Тимур приостановился, удивленный столь странным сочетанием вежливости и беспечной жестокости. На его взгляд, этот Генрих был совсем еще ребенком. И точно так же, как ребенок пытается произвести впечатление на взрослого, Генрих показал на небо.
— Будет шторм.
Наступила ночь, и на горизонте сполохи молний расцвечивали черные кляксы облаков — облаков, похожих на костяшки гигантского кулака.
Тот же день
Лежа на спине в темноте трюма, Лев прислушивался к барабанной дроби дождя по палубе. Корабль начал раскачиваться с борта на борт и с носа на корму. Он мысленно представил себе судно в виде стального пальца, короткого и толстого, устойчивого и медлительного. Единственной его частью, которая выступала над палубой, не считая дымовой трубы, была надстройка, в которой располагались кубрик и каюты экипажа и охраны. Лев решил, что возраст корабля тоже ему на руку: на своем веку тот повидал немало штормов и изо всех вышел победителем.

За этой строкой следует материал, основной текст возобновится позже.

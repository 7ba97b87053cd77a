//! End-to-end catalog scenarios through the public facade.

use std::sync::Arc;

use promrag::{
    bootstrap, sample, CatalogError, Embedder, IndexState, MetricRetriever, NewMetric, RagConfig,
    RetrieverConfig, StubEmbedder,
};

const DIM: usize = 8;

fn ingest_reference(r: &MetricRetriever) -> Result<[u64; 3], CatalogError> {
    let cpu = r.upsert_metric(
        &NewMetric::new("cpu_usage_percent").with_description("CPU usage percentage"),
    )?;
    let mem = r.upsert_metric(
        &NewMetric::new("memory_usage_bytes").with_description("Memory usage in bytes"),
    )?;
    let disk = r.upsert_metric(
        &NewMetric::new("disk_io_bytes_total").with_description("Total disk I/O"),
    )?;

    r.add_label(cpu, "instance", Some("server1, server2"))?;
    r.add_template(cpu, r#"avg(cpu_usage_percent{instance="{instance}"})"#, None, None)?;
    r.add_label(mem, "instance", Some("server1"))?;
    r.add_template(mem, "sum(memory_usage_bytes) by (instance)", None, None)?;
    r.add_label(disk, "device", Some("/dev/sda"))?;
    r.add_template(disk, "rate(disk_io_bytes_total[5m])", None, None)?;
    Ok([cpu, mem, disk])
}

#[test]
fn reference_scenario() -> Result<(), CatalogError> {
    let r = MetricRetriever::open(&RetrieverConfig::in_memory(DIM))?;
    let [cpu, _, _] = ingest_reference(&r)?;

    let all = r.list_all()?;
    let names: Vec<_> = all.iter().map(|m| m.name.as_str()).collect();
    assert_eq!(
        names,
        ["cpu_usage_percent", "disk_io_bytes_total", "memory_usage_bytes"]
    );
    for metric in &all {
        assert_eq!(metric.labels.len(), 1, "{}", metric.name);
        assert_eq!(metric.templates.len(), 1, "{}", metric.name);
        assert_eq!(metric.templates[0].template_type, "promql");
    }

    let hits = r.search_by_text("memory", 5)?;
    assert_eq!(hits.len(), 1);
    assert_eq!(hits[0].name, "memory_usage_bytes");

    assert!(r.delete_metric(cpu)?);
    let remaining: Vec<_> = r.list_all()?.into_iter().map(|m| m.name).collect();
    assert_eq!(remaining, ["disk_io_bytes_total", "memory_usage_bytes"]);
    assert!(r.get_metric(cpu)?.is_none());
    Ok(())
}

#[test]
fn upsert_is_idempotent() -> Result<(), CatalogError> {
    let r = MetricRetriever::open(&RetrieverConfig::in_memory(DIM))?;
    let metric = NewMetric::new("up").with_description("target is up");
    let first = r.upsert_metric(&metric)?;
    let second = r.upsert_metric(&metric)?;
    assert_eq!(first, second);
    assert_eq!(r.list_all()?.len(), 1);
    Ok(())
}

#[test]
fn label_and_template_semantics() -> Result<(), CatalogError> {
    let r = MetricRetriever::open(&RetrieverConfig::in_memory(DIM))?;
    let id = r.upsert_metric(&NewMetric::new("http_requests_total"))?;

    let l1 = r.add_label(id, "code", Some("200"))?;
    let l2 = r.add_label(id, "code", Some("200, 404, 500"))?;
    assert_eq!(l1, l2);

    let t1 = r.add_template(id, "sum(rate(http_requests_total[5m]))", None, None)?;
    let t2 = r.add_template(id, "sum(rate(http_requests_total[5m]))", None, None)?;
    assert_ne!(t1, t2);

    let metric = r.get_by_name("http_requests_total")?.unwrap();
    assert_eq!(metric.labels.len(), 1);
    assert_eq!(metric.labels[0].example_values.as_deref(), Some("200, 404, 500"));
    assert_eq!(metric.templates.len(), 2);
    Ok(())
}

#[test]
fn text_search_is_case_insensitive() -> Result<(), CatalogError> {
    let r = MetricRetriever::open(&RetrieverConfig::in_memory(DIM))?;
    r.upsert_metric(&NewMetric::new("CPU_Usage_Percent"))?;
    let hits = r.search_by_text("cpu", 5)?;
    assert_eq!(hits[0].name, "CPU_Usage_Percent");
    assert!(r.search_by_text("network", 5)?.is_empty());
    Ok(())
}

#[test]
fn bootstrap_seed_and_retrieve() {
    let mut config = RagConfig::default();
    config.store.dimension = 64;
    let embedder = Arc::new(StubEmbedder::new(64));
    let r = bootstrap(&config, Some(embedder.clone())).unwrap();
    assert_eq!(r.index_state(), IndexState::Available);

    let ids = sample::seed_sample_catalog(&r, embedder.as_ref()).unwrap();
    assert_eq!(ids.len(), 3);

    // Reseeding does not duplicate templates.
    let again = sample::seed_sample_catalog(&r, embedder.as_ref()).unwrap();
    assert_eq!(ids, again);
    for metric in r.list_all().unwrap() {
        assert_eq!(metric.labels.len(), 2);
        assert_eq!(metric.templates.len(), 2);
    }

    let hits = r.retrieve("disk_io_bytes_total", 1, 0.9).unwrap();
    assert_eq!(hits[0].metric.name, "disk_io_bytes_total");
    assert!(hits[0].score > 0.99);

    let embedding = embedder.embed("memory_usage_bytes").unwrap();
    let hits = r.similarity_search(&embedding, 3, 0.99).unwrap();
    assert_eq!(hits.len(), 1);
    assert_eq!(hits[0].metric.name, "memory_usage_bytes");
}

#[test]
fn forced_unavailable_still_answers() {
    let mut config = RagConfig::default();
    config.store.dimension = 16;
    let embedder = Arc::new(StubEmbedder::new(16));
    let r = bootstrap(&config, Some(embedder.clone())).unwrap();
    sample::seed_sample_catalog(&r, embedder.as_ref()).unwrap();

    r.force_index_unavailable("maintenance");
    assert_eq!(r.index_state(), IndexState::Unavailable);

    let query = embedder.embed("cpu_usage_percent").unwrap();
    assert!(r.similarity_search(&query, 5, 0.7).unwrap().is_empty());

    let hits = r.retrieve("usage", 5, 0.7).unwrap();
    let names: Vec<_> = hits.iter().map(|h| h.metric.name.as_str()).collect();
    assert_eq!(names, ["cpu_usage_percent", "memory_usage_bytes"]);
    assert!(hits.iter().all(|h| h.score == 0.0));
}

Его нары затряслись, когда в борт ударила волна, заливая палубу, — раздалось шумное хлюпанье и клокотанье, и Лев будто воочию увидел, как корабль на мгновение полностью скрылся под водой. Он сел на нарах. Шторм усиливался. Ему пришлось ухватиться руками за доски, чтобы не свалиться вниз, когда корабль сотряс очередной удар. В темноте послышались крики заключенных, которых качка сбросила с нар. Теперь его положение на самом верху стало крайне невыгодным. Деревянная рама была ненадежной и неустойчивой. Кроме того, нары не были прикреплены к переборкам или корпусу. Они запросто могли обрушиться, погребая узников под собой. Лев уже собрался слезть вниз, когда чья-то рука коснулась его лица.